--- Dataset extract ---
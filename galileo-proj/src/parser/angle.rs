use crate::error::GalileoProjError;
use lazy_static::lazy_static;
use regex::Regex;

lazy_static! {
    static ref ANGLE: Regex = Regex::new(
        r#"(?i)^(-)?(?:(\d+(?:\.\d*)?)|(?:(\d+(?:\.\d*)?)d)?(?:(\d+(?:\.\d*)?)')?(?:(\d+(?:\.\d*)?)")?)([NSEW])?$"#
    )
    .expect("angle pattern is valid");
}

/// Parses an angle in degrees.
///
/// Accepts decimal degrees (`-12.5`) and degrees, minutes and seconds (`11d13'56.19"`), both with
/// an optional hemisphere suffix. Each of the degrees, minutes and seconds parts is optional, but
/// at least one must be present. Hemisphere letters are case insensitive, `S` and `W` negate the
/// value.
///
/// ```
/// use galileo_proj::parser::parse_angle;
///
/// let lon = parse_angle("118d39'30.42\"W", "lon").unwrap();
/// assert!((lon + 118.65845).abs() < 1e-9);
/// ```
pub fn parse_angle(value: &str, param: &str) -> Result<f64, GalileoProjError> {
    let invalid = || GalileoProjError::InvalidAngle {
        param: param.into(),
        value: value.into(),
    };

    let captures = ANGLE.captures(value).ok_or_else(invalid)?;
    let part = |index: usize| -> Result<f64, GalileoProjError> {
        match captures.get(index) {
            Some(m) => m.as_str().parse().map_err(|_| invalid()),
            None => Ok(0.0),
        }
    };

    if (2..=5).all(|index| captures.get(index).is_none()) {
        return Err(invalid());
    }

    let mut angle = part(2)? + part(3)? + part(4)? / 60.0 + part(5)? / 3600.0;
    if captures.get(1).is_some() {
        angle = -angle;
    }
    let hemisphere = captures.get(6).map(|m| m.as_str().to_ascii_uppercase());
    if matches!(hemisphere.as_deref(), Some("S" | "W")) {
        angle = -angle;
    }

    Ok(angle)
}
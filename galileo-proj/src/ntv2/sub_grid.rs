use super::GridShift;

/// Single rectangular grid of an NTv2 file.
///
/// Coordinates are in seconds of arc, longitudes are positive to the west. Nodes are stored row by row
/// from south to north, each row from east to west.
#[derive(Debug, Clone)]
pub struct SubGrid {
    pub(super) name: String,
    pub(super) parent_name: String,
    pub(super) created: String,
    pub(super) updated: String,
    pub(super) min_lat: f64,
    pub(super) max_lat: f64,
    pub(super) min_lon: f64,
    pub(super) max_lon: f64,
    pub(super) lat_interval: f64,
    pub(super) lon_interval: f64,
    pub(super) lon_columns: usize,
    pub(super) lat_rows: usize,
    pub(super) lat_shift: Vec<f32>,
    pub(super) lon_shift: Vec<f32>,
    pub(super) lat_accuracy: Option<Vec<f32>>,
    pub(super) lon_accuracy: Option<Vec<f32>>,
    pub(super) children: Vec<SubGrid>,
}

impl SubGrid {
    /// Name of the sub-grid.
    pub fn name(&self) -> &str {
        &self.name
    }

    /// Name of the parent sub-grid, `NONE` for top level grids.
    pub fn parent_name(&self) -> &str {
        &self.parent_name
    }

    /// Creation date as written in the file.
    pub fn created(&self) -> &str {
        &self.created
    }

    /// Update date as written in the file.
    pub fn updated(&self) -> &str {
        &self.updated
    }

    /// Nested finer sub-grids.
    pub fn children(&self) -> &[SubGrid] {
        &self.children
    }

    /// Number of nodes in the grid.
    pub fn node_count(&self) -> usize {
        self.lon_columns * self.lat_rows
    }

    /// Returns true if the point is inside the grid. The southern and eastern borders are inclusive,
    /// the northern and western ones are not.
    pub fn is_coord_within(&self, lon_positive_west: f64, lat: f64) -> bool {
        lon_positive_west >= self.min_lon
            && lon_positive_west < self.max_lon
            && lat >= self.min_lat
            && lat < self.max_lat
    }

    /// Returns the finest grid in this grid's subtree that contains the point. The point must be
    /// within this grid.
    pub fn sub_grid_for_coord(&self, lon_positive_west: f64, lat: f64) -> &SubGrid {
        self.children
            .iter()
            .find(|child| child.is_coord_within(lon_positive_west, lat))
            .map(|child| child.sub_grid_for_coord(lon_positive_west, lat))
            .unwrap_or(self)
    }

    /// Bilinear interpolation of the shift values at the given point. The point must be within the grid.
    pub(super) fn interpolate(&self, lon_positive_west: f64, lat: f64) -> GridShift {
        let lon_index = ((lon_positive_west - self.min_lon) / self.lon_interval) as usize;
        let lat_index = ((lat - self.min_lat) / self.lat_interval) as usize;

        let x = (lon_positive_west - (self.min_lon + self.lon_interval * lon_index as f64))
            / self.lon_interval;
        let y = (lat - (self.min_lat + self.lat_interval * lat_index as f64)) / self.lat_interval;

        let index_a = lon_index + lat_index * self.lon_columns;
        let index_b = (index_a + 1).min(self.node_count() - 1);
        let index_c = (index_a + self.lon_columns).min(self.node_count() - 1);
        let index_d = (index_c + 1).min(self.node_count() - 1);
        let corners = [index_a, index_b, index_c, index_d];

        let value = |values: &[f32]| interpolate(values, corners, x, y);

        GridShift {
            lat_shift: value(&self.lat_shift),
            lon_shift_positive_west: value(&self.lon_shift),
            lat_accuracy: self.lat_accuracy.as_deref().map(value),
            lon_accuracy: self.lon_accuracy.as_deref().map(value),
            sub_grid: self.name.clone(),
        }
    }
}

fn interpolate(values: &[f32], [a, b, c, d]: [usize; 4], x: f64, y: f64) -> f64 {
    let a = values[a] as f64;
    let b = values[b] as f64;
    let c = values[c] as f64;
    let d = values[d] as f64;

    a + (b - a) * x + (c - a) * y + (a + d - b - c) * x * y
}
//! Galileo proj converts coordinates between WGS84 geographic coordinates and the projected
//! coordinates of map projections. Coordinate systems are described with PROJ.4 parameter strings
//! or referenced by their EPSG codes.
//!
//! # Quick start
//!
//! ```
//! use galileo_proj::coord::{EastNorth, GeoPoint, LatLon};
//! use galileo_proj::{Catalog, ChainProjection, Projection};
//!
//! let catalog = Catalog::new();
//! let bng = catalog.get("EPSG:27700").unwrap();
//!
//! let projected = bng.latlon_to_east_north(&LatLon::new(51.4778, -0.0014));
//! let back = bng.east_north_to_latlon(&projected);
//! assert!((back.lat() - 51.4778).abs() < 1e-9);
//!
//! let chain = ChainProjection::new(
//!     catalog.get("EPSG:4326").unwrap(),
//!     catalog.projection("+proj=merc +a=6378137 +b=6378137 +nadgrids=@null").unwrap(),
//! );
//! let mercator = chain.convert(&EastNorth::new(0.0, 0.0));
//! assert_eq!((mercator.east(), mercator.north()), (0.0, 0.0));
//! ```
//!
//! # Main components
//!
//! * [`Ellipsoid`] is a reference ellipsoid with the geodesic formulas depending only on its shape.
//! * [`Datum`] converts geographic coordinates between a local ellipsoid and WGS84, either with
//!   a Helmert transformation or with an NTv2 grid ([`ntv2`]).
//! * [`Proj`](proj::Proj) is a base projection working on a unit ellipsoid.
//! * [`Crs`] combines all of the above with false origin, scale and units. It implements the
//!   [`Projection`] trait.
//! * [`ProjectionStringParser`] creates [`Crs`] from PROJ.4 strings.
//! * [`Catalog`] knows definitions by code, loads grid files and caches created systems.
//!
//! Conversions never fail. Points that cannot be converted produce non-finite coordinates. All
//! configuration errors are reported with [`GalileoProjError`] when a system is created.

pub mod bounds;
pub mod catalog;
pub mod coord;
pub mod crs;
pub mod datum;
pub mod ellipsoid;
pub mod error;
pub mod ntv2;
pub mod parser;
pub mod proj;

pub use bounds::Bounds;
pub use catalog::{Catalog, DirectoryGridSource, EpsgDefinition, GridSource};
pub use crs::{custom_code, ChainProjection, Crs, Projection};
pub use datum::Datum;
pub use ellipsoid::Ellipsoid;
pub use error::GalileoProjError;
pub use parser::{parse_angle, ProjectionStringParser};
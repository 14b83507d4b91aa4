//! Registry of coordinate system definitions, grid shift files and constructed systems.

use crate::crs::Crs;
use crate::error::GalileoProjError;
use crate::ntv2::GridShiftFile;
use crate::parser::ProjectionStringParser;
use ahash::HashMap;
use log::{debug, error, info};
use parking_lot::RwLock;
use quick_cache::sync::Cache;
use std::io::BufRead;
use std::sync::Arc;

mod epsg;
mod grid_source;
pub mod tables;

pub use epsg::{read_definitions, EpsgDefinition};
pub use grid_source::{DirectoryGridSource, GridSource};
pub use tables::DatumDefinition;

const BUILTIN_DEFINITIONS: &str = include_str!("../../data/epsg");
const DEFAULT_CACHE_CAPACITY: usize = 256;

/// Registry of coordinate systems.
///
/// Holds the definition strings by code, resolves grid files through the configured
/// [`GridSource`]s and caches both the loaded grids and the systems built from the definitions.
/// A catalog is meant to be created once and shared.
///
/// ```
/// use galileo_proj::coord::LatLon;
/// use galileo_proj::{Catalog, Projection};
///
/// let catalog = Catalog::new();
/// let crs = catalog.get("EPSG:3857").unwrap();
/// let projected = crs.latlon_to_east_north(&LatLon::new(0.0, 0.0));
/// assert_eq!((projected.east(), projected.north()), (0.0, 0.0));
/// ```
pub struct Catalog {
    definitions: HashMap<String, EpsgDefinition>,
    grid_sources: Vec<Box<dyn GridSource>>,
    grids: RwLock<HashMap<String, Arc<GridShiftFile>>>,
    systems: Cache<String, Arc<Crs>>,
}

impl Catalog {
    /// Creates a catalog with the built-in definitions and without grid sources.
    pub fn new() -> Self {
        let catalog = Self::empty();
        match read_definitions(BUILTIN_DEFINITIONS.as_bytes()) {
            Ok(definitions) => catalog.with_definitions(definitions),
            Err(err) => {
                error!("Failed to read built-in projection definitions: {err}");
                catalog
            }
        }
    }

    /// Creates a catalog without any definitions.
    pub fn empty() -> Self {
        Self {
            definitions: HashMap::default(),
            grid_sources: vec![],
            grids: RwLock::new(HashMap::default()),
            systems: Cache::new(DEFAULT_CACHE_CAPACITY),
        }
    }

    /// Adds definitions. Definitions with an existing code replace the old ones.
    pub fn with_definitions(mut self, definitions: impl IntoIterator<Item = EpsgDefinition>) -> Self {
        for definition in definitions {
            self.definitions
                .insert(definition.code().to_string(), definition);
        }

        debug!("Catalog has {} definitions", self.definitions.len());
        self
    }

    /// Adds definitions read from a source in the `epsg` file format.
    pub fn with_definitions_from(self, reader: impl BufRead) -> Result<Self, GalileoProjError> {
        Ok(self.with_definitions(read_definitions(reader)?))
    }

    /// Adds a grid source. Sources are queried in the order they were added.
    pub fn with_grid_source(mut self, source: impl GridSource + 'static) -> Self {
        self.grid_sources.push(Box::new(source));
        self
    }

    /// Sets the number of constructed systems kept in the cache.
    pub fn with_cache_capacity(mut self, capacity: usize) -> Self {
        self.systems = Cache::new(capacity.max(1));
        self
    }

    /// Definition by code. Codes are case insensitive.
    pub fn definition(&self, code: &str) -> Option<&EpsgDefinition> {
        self.definitions.get(&code.to_uppercase())
    }

    /// All known codes in alphabetical order.
    pub fn codes(&self) -> Vec<&str> {
        let mut codes: Vec<&str> = self.definitions.keys().map(String::as_str).collect();
        codes.sort_unstable();
        codes
    }

    /// Parser resolving references with this catalog.
    pub fn parser(&self) -> ProjectionStringParser<'_> {
        ProjectionStringParser::new(self)
    }

    /// Coordinate system by code. Systems are built once and then served from the cache.
    pub fn get(&self, code: &str) -> Result<Arc<Crs>, GalileoProjError> {
        let code = code.to_uppercase();
        self.systems.get_or_insert_with(&code, || {
            let definition = self
                .definition(&code)
                .ok_or_else(|| GalileoProjError::UnknownCode(code.clone()))?;

            debug!("Building {code} ({})", definition.name());
            let crs = self
                .parser()
                .parse_with_code(definition.definition(), definition.code())?
                .with_name(definition.name());

            Ok(Arc::new(crs))
        })
    }

    /// Coordinate system from a catalog code or a definition string (anything that is empty or
    /// starts with `+`).
    pub fn projection(&self, code_or_definition: &str) -> Result<Arc<Crs>, GalileoProjError> {
        let trimmed = code_or_definition.trim();
        if trimmed.is_empty() || trimmed.starts_with('+') {
            Ok(Arc::new(self.parser().parse(trimmed)?))
        } else {
            self.get(trimmed)
        }
    }

    /// Grid shift file by name. The file is loaded and decoded at the first request. Returns
    /// `Ok(None)` if none of the grid sources has the file.
    pub fn grid(&self, name: &str) -> Result<Option<Arc<GridShiftFile>>, GalileoProjError> {
        if let Some(grid) = self.grids.read().get(name) {
            return Ok(Some(grid.clone()));
        }

        let mut grids = self.grids.write();
        if let Some(grid) = grids.get(name) {
            return Ok(Some(grid.clone()));
        }

        for source in &self.grid_sources {
            if let Some(data) = source.load(name)? {
                let grid = Arc::new(GridShiftFile::from_bytes(data, false)?);
                info!(
                    "Loaded grid {name} with {} sub-grids",
                    grid.header().sub_grid_count
                );

                grids.insert(name.to_string(), grid.clone());
                return Ok(Some(grid));
            }
        }

        Ok(None)
    }
}

impl Default for Catalog {
    fn default() -> Self {
        Self::new()
    }
}

impl std::fmt::Debug for Catalog {
    fn fmt(&self, f: &mut std::fmt::Formatter<'_>) -> std::fmt::Result {
        f.debug_struct("Catalog")
            .field("definitions", &self.definitions.len())
            .field("grid_sources", &self.grid_sources.len())
            .field("grids", &self.grids.read().len())
            .field("systems", &self.systems.len())
            .finish()
    }
}
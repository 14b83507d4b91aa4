use super::common::{msfn, phi_from_q, qsfn};
use super::{BaseProjection, ProjKind, ProjParameters};
use crate::bounds::Bounds;
use crate::error::GalileoProjError;
use std::f64::consts::FRAC_PI_2;

/// Albers equal area conic projection.
#[derive(Debug, Clone, PartialEq)]
pub struct AlbersEqualArea {
    e: f64,
    n: f64,
    c: f64,
    rho0: f64,
    qp: f64,
}

impl AlbersEqualArea {
    pub(super) fn new(params: &ProjParameters) -> Result<Self, GalileoProjError> {
        let lat_1 = ProjParameters::require(params.lat_1, "lat_1", ProjKind::AlbersEqualArea)?;
        let lat_2 = params.lat_2.unwrap_or(lat_1);
        if (lat_1 + lat_2).abs() < 1e-10 {
            return Err(GalileoProjError::InvalidParameter {
                param: "lat_2".into(),
                reason: "standard parallels must not be symmetric around the equator".into(),
            });
        }

        let e = params.ellipsoid.e();
        let e2 = params.ellipsoid.e2();
        let (phi1, phi2) = (lat_1.to_radians(), lat_2.to_radians());

        let m1 = msfn(phi1, e2);
        let q1 = qsfn(phi1, e);
        let n = if (phi1 - phi2).abs() > 1e-10 {
            let m2 = msfn(phi2, e2);
            (m1 * m1 - m2 * m2) / (qsfn(phi2, e) - q1)
        } else {
            phi1.sin()
        };

        let c = m1 * m1 + n * q1;
        let q0 = qsfn(params.lat_0.unwrap_or(0.0).to_radians(), e);

        Ok(Self {
            e,
            n,
            c,
            rho0: (c - n * q0).sqrt() / n,
            qp: qsfn(FRAC_PI_2, e),
        })
    }
}

impl BaseProjection for AlbersEqualArea {
    fn project(&self, phi: f64, lambda: f64) -> (f64, f64) {
        let rho = (self.c - self.n * qsfn(phi, self.e)).max(0.0).sqrt() / self.n;
        let theta = self.n * lambda;
        (rho * theta.sin(), self.rho0 - rho * theta.cos())
    }

    fn invproject(&self, x: f64, y: f64) -> (f64, f64) {
        let sign = self.n.signum();
        let (x, y) = (sign * x, sign * (self.rho0 - y));
        let rho = x.hypot(y);
        let q = (self.c - (rho * self.n).powi(2)) / self.n;

        (phi_from_q(q, self.qp, self.e), x.atan2(y) / self.n)
    }

    fn algorithm_bounds(&self) -> Bounds {
        Bounds::from_lon_lat(-180.0, -85.0, 180.0, 85.0)
    }
}
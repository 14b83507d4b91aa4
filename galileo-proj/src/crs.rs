//! Coordinate reference systems: a datum, a base projection and the scalar parameters combined
//! into conversion between WGS84 geographic coordinates and projected coordinates.

use crate::bounds::Bounds;
use crate::coord::{to_interval_lon, EastNorth, GeoPoint, LatLon};
use crate::datum::Datum;
use crate::ellipsoid::Ellipsoid;
use crate::proj::Proj;
use sha2::{Digest, Sha256};
use std::sync::Arc;

/// Conversion between WGS84 geographic coordinates and the coordinates of a coordinate system.
///
/// Conversions never fail: points outside of the valid area of the projection or at its
/// singularities produce non-finite values.
pub trait Projection: Send + Sync {
    /// Converts WGS84 coordinates into projected coordinates.
    fn latlon_to_east_north(&self, point: &LatLon) -> EastNorth;
    /// Converts projected coordinates into WGS84 coordinates.
    fn east_north_to_latlon(&self, point: &EastNorth) -> LatLon;
    /// Stable identifier of the coordinate system, e.g. `EPSG:3857`.
    fn to_code(&self) -> String;
    /// Area (in WGS84 coordinates) where the projection can be used.
    fn world_bounds(&self) -> Bounds;
}

/// Coordinate reference system.
///
/// ```
/// use galileo_proj::coord::LatLon;
/// use galileo_proj::{Crs, Datum, Ellipsoid, Projection};
/// use galileo_proj::proj::{Proj, ProjKind, ProjParameters};
///
/// let sphere = Ellipsoid::sphere(6_378_137.0);
/// let merc = Proj::initialize(ProjKind::Mercator, &ProjParameters {
///     ellipsoid: sphere,
///     ..Default::default()
/// }).unwrap();
/// let crs = Crs::new("EPSG:3857", Datum::Null(sphere), merc);
///
/// let projected = crs.latlon_to_east_north(&LatLon::new(0.0, 0.0));
/// assert_eq!((projected.east(), projected.north()), (0.0, 0.0));
/// ```
#[derive(Debug, Clone, PartialEq)]
pub struct Crs {
    code: String,
    name: Option<String>,
    definition: Option<String>,
    datum: Datum,
    proj: Proj,
    x_0: f64,
    y_0: f64,
    lon_0: f64,
    pm: f64,
    k_0: f64,
    to_meter: f64,
    bounds: Option<Bounds>,
}

impl Crs {
    /// Creates a coordinate system with the given datum and base projection. The projection must be
    /// initialized with the ellipsoid of the datum.
    pub fn new(code: impl Into<String>, datum: Datum, proj: Proj) -> Self {
        Self {
            code: code.into(),
            name: None,
            definition: None,
            datum,
            proj,
            x_0: 0.0,
            y_0: 0.0,
            lon_0: 0.0,
            pm: 0.0,
            k_0: 1.0,
            to_meter: 1.0,
            bounds: None,
        }
    }

    /// Sets the human readable name.
    pub fn with_name(mut self, name: impl Into<String>) -> Self {
        self.name = Some(name.into());
        self
    }

    /// Sets the definition string the system was created from.
    pub fn with_definition(mut self, definition: impl Into<String>) -> Self {
        self.definition = Some(definition.into());
        self
    }

    /// Sets the false easting and northing (meters).
    pub fn with_false_origin(mut self, x_0: f64, y_0: f64) -> Self {
        self.x_0 = x_0;
        self.y_0 = y_0;
        self
    }

    /// Sets the central meridian (degrees, relative to the prime meridian).
    pub fn with_central_meridian(mut self, lon_0: f64) -> Self {
        self.lon_0 = lon_0;
        self
    }

    /// Sets the longitude of the prime meridian (degrees east of Greenwich).
    pub fn with_prime_meridian(mut self, pm: f64) -> Self {
        self.pm = pm;
        self
    }

    /// Sets the scale factor.
    pub fn with_scale_factor(mut self, k_0: f64) -> Self {
        self.k_0 = k_0;
        self
    }

    /// Sets the length of the projected unit in meters.
    pub fn with_to_meter(mut self, to_meter: f64) -> Self {
        self.to_meter = to_meter;
        self
    }

    /// Sets the area of use. Without it the area where the projection formulas are valid is used.
    pub fn with_bounds(mut self, bounds: Bounds) -> Self {
        self.bounds = Some(bounds);
        self
    }

    /// Identifier of the system.
    pub fn code(&self) -> &str {
        &self.code
    }

    /// Human readable name.
    pub fn name(&self) -> Option<&str> {
        self.name.as_deref()
    }

    /// Definition string the system was created from.
    pub fn definition(&self) -> Option<&str> {
        self.definition.as_deref()
    }

    /// Datum.
    pub fn datum(&self) -> &Datum {
        &self.datum
    }

    /// Ellipsoid of the datum.
    pub fn ellipsoid(&self) -> Ellipsoid {
        self.datum.ellipsoid()
    }

    /// Base projection.
    pub fn proj(&self) -> &Proj {
        &self.proj
    }

    /// False easting.
    pub fn x_0(&self) -> f64 {
        self.x_0
    }

    /// False northing.
    pub fn y_0(&self) -> f64 {
        self.y_0
    }

    /// Scale factor.
    pub fn k_0(&self) -> f64 {
        self.k_0
    }

    /// Length of the projected unit in meters.
    pub fn to_meter(&self) -> f64 {
        self.to_meter
    }

    /// Longitude of the prime meridian.
    pub fn prime_meridian(&self) -> f64 {
        self.pm
    }

    /// Central meridian relative to Greenwich in degrees. Projections that compute it from their
    /// own parameters override `+lon_0`.
    pub fn central_meridian(&self) -> f64 {
        self.proj.central_meridian().unwrap_or(self.lon_0) + self.pm
    }

    /// Returns true if the projected coordinates are geographic degrees.
    pub fn is_geographic(&self) -> bool {
        self.proj.is_geographic()
    }

    fn scale(&self) -> f64 {
        self.ellipsoid().a() * self.k_0
    }
}

impl Projection for Crs {
    fn latlon_to_east_north(&self, point: &LatLon) -> EastNorth {
        let local = self.datum.from_wgs84(point);
        let lon = to_interval_lon(local.lon() - self.central_meridian());

        if self.proj.is_geographic() {
            return EastNorth::new(lon, local.lat());
        }

        let (x, y) = self.proj.project(local.lat_rad(), lon.to_radians());
        let scale = self.scale();
        EastNorth::new(
            (scale * x + self.x_0) / self.to_meter,
            (scale * y + self.y_0) / self.to_meter,
        )
    }

    fn east_north_to_latlon(&self, point: &EastNorth) -> LatLon {
        let local = if self.proj.is_geographic() {
            LatLon::new(
                point.north(),
                to_interval_lon(point.east() + self.central_meridian()),
            )
        } else {
            let scale = self.scale();
            let x = (point.east() * self.to_meter - self.x_0) / scale;
            let y = (point.north() * self.to_meter - self.y_0) / scale;
            let (phi, lambda) = self.proj.invproject(x, y);

            LatLon::new(
                phi.to_degrees(),
                to_interval_lon(lambda.to_degrees() + self.central_meridian()),
            )
        };

        self.datum.to_wgs84(&local)
    }

    fn to_code(&self) -> String {
        self.code.clone()
    }

    fn world_bounds(&self) -> Bounds {
        self.bounds
            .unwrap_or_else(|| self.proj.algorithm_bounds().shift_lon(self.central_meridian()))
    }
}

/// Synthetic code of a coordinate system defined by a parameter string without a catalog code.
pub fn custom_code(definition: &str) -> String {
    let normalized = definition.split_whitespace().collect::<Vec<_>>().join(" ");
    let digest = Sha256::digest(normalized.as_bytes());
    let hash = hex::encode(digest);
    format!("proj:{}", &hash[..10])
}

/// Conversion from the projected coordinates of one system into the projected coordinates of
/// another one, through WGS84.
#[derive(Clone)]
pub struct ChainProjection {
    source: Arc<dyn Projection>,
    target: Arc<dyn Projection>,
}

impl ChainProjection {
    /// Creates a new chain.
    pub fn new(source: Arc<dyn Projection>, target: Arc<dyn Projection>) -> Self {
        Self { source, target }
    }

    /// Source system.
    pub fn source(&self) -> &dyn Projection {
        &*self.source
    }

    /// Target system.
    pub fn target(&self) -> &dyn Projection {
        &*self.target
    }

    /// Converts source coordinates into target coordinates.
    pub fn convert(&self, point: &EastNorth) -> EastNorth {
        let latlon = self.source.east_north_to_latlon(point);
        self.target.latlon_to_east_north(&latlon)
    }

    /// Returns the chain converting in the opposite direction.
    pub fn inverted(&self) -> Self {
        Self {
            source: self.target.clone(),
            target: self.source.clone(),
        }
    }
}

impl std::fmt::Debug for ChainProjection {
    fn fmt(&self, f: &mut std::fmt::Formatter<'_>) -> std::fmt::Result {
        f.debug_struct("ChainProjection")
            .field("source", &self.source.to_code())
            .field("target", &self.target.to_code())
            .finish()
    }
}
---
◆ Exercise goal:
Reproduce exactly the stretch of the material above that starts at the line with "fn east_north_to_latlon(&self, point: &EastNorth) -> LatLon;" and ends at the line with "projection must be", both included, and nothing else.

◆ Written response:
    fn east_north_to_latlon(&self, point: &EastNorth) -> LatLon;
    /// Stable identifier of the coordinate system, e.g. `EPSG:3857`.
    fn to_code(&self) -> String;
    /// Area (in WGS84 coordinates) where the projection can be used.
    fn world_bounds(&self) -> Bounds;
}

/// Coordinate reference system.
///
/// ```
/// use galileo_proj::coord::LatLon;
/// use galileo_proj::{Crs, Datum, Ellipsoid, Projection};
/// use galileo_proj::proj::{Proj, ProjKind, ProjParameters};
///
/// let sphere = Ellipsoid::sphere(6_378_137.0);
/// let merc = Proj::initialize(ProjKind::Mercator, &ProjParameters {
///     ellipsoid: sphere,
///     ..Default::default()
/// }).unwrap();
/// let crs = Crs::new("EPSG:3857", Datum::Null(sphere), merc);
///
/// let projected = crs.latlon_to_east_north(&LatLon::new(0.0, 0.0));
/// assert_eq!((projected.east(), projected.north()), (0.0, 0.0));
/// ```
#[derive(Debug, Clone, PartialEq)]
pub struct Crs {
    code: String,
    name: Option<String>,
    definition: Option<String>,
    datum: Datum,
    proj: Proj,
    x_0: f64,
    y_0: f64,
    lon_0: f64,
    pm: f64,
    k_0: f64,
    to_meter: f64,
    bounds: Option<Bounds>,
}

impl Crs {
    /// Creates a coordinate system with the given datum and base projection. The projection must be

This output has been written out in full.